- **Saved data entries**
+++++

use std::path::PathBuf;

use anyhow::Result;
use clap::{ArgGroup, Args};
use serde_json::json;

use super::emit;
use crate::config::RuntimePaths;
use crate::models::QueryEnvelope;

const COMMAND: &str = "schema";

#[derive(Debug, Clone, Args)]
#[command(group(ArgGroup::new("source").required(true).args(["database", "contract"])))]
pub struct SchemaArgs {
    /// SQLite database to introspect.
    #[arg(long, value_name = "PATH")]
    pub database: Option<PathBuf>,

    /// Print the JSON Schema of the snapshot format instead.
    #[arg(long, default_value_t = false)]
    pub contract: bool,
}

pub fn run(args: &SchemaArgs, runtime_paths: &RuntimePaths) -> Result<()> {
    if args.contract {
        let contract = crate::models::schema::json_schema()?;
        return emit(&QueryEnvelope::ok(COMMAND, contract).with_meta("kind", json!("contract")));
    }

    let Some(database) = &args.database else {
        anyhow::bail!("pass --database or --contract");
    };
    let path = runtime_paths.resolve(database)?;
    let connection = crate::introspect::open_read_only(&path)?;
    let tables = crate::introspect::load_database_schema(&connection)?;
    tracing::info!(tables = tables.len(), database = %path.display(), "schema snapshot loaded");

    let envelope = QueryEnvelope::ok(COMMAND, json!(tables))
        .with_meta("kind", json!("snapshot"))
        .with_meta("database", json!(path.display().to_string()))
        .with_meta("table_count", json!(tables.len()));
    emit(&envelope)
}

+++++

- **BRIEF**
For this exercise, please copy exactly the lines from the one holding "let Some(database) = &args.database" through the end of the records, the first and last included.

- **REPLY**
    let Some(database) = &args.database else {
        anyhow::bail!("pass --database or --contract");
    };
    let path = runtime_paths.resolve(database)?;
    let connection = crate::introspect::open_read_only(&path)?;
    let tables = crate::introspect::load_database_schema(&connection)?;
    tracing::info!(tables = tables.len(), database = %path.display(), "schema snapshot loaded");

    let envelope = QueryEnvelope::ok(COMMAND, json!(tables))
        .with_meta("kind", json!("snapshot"))
        .with_meta("database", json!(path.display().to_string()))
        .with_meta("table_count", json!(tables.len()));
    emit(&envelope)
}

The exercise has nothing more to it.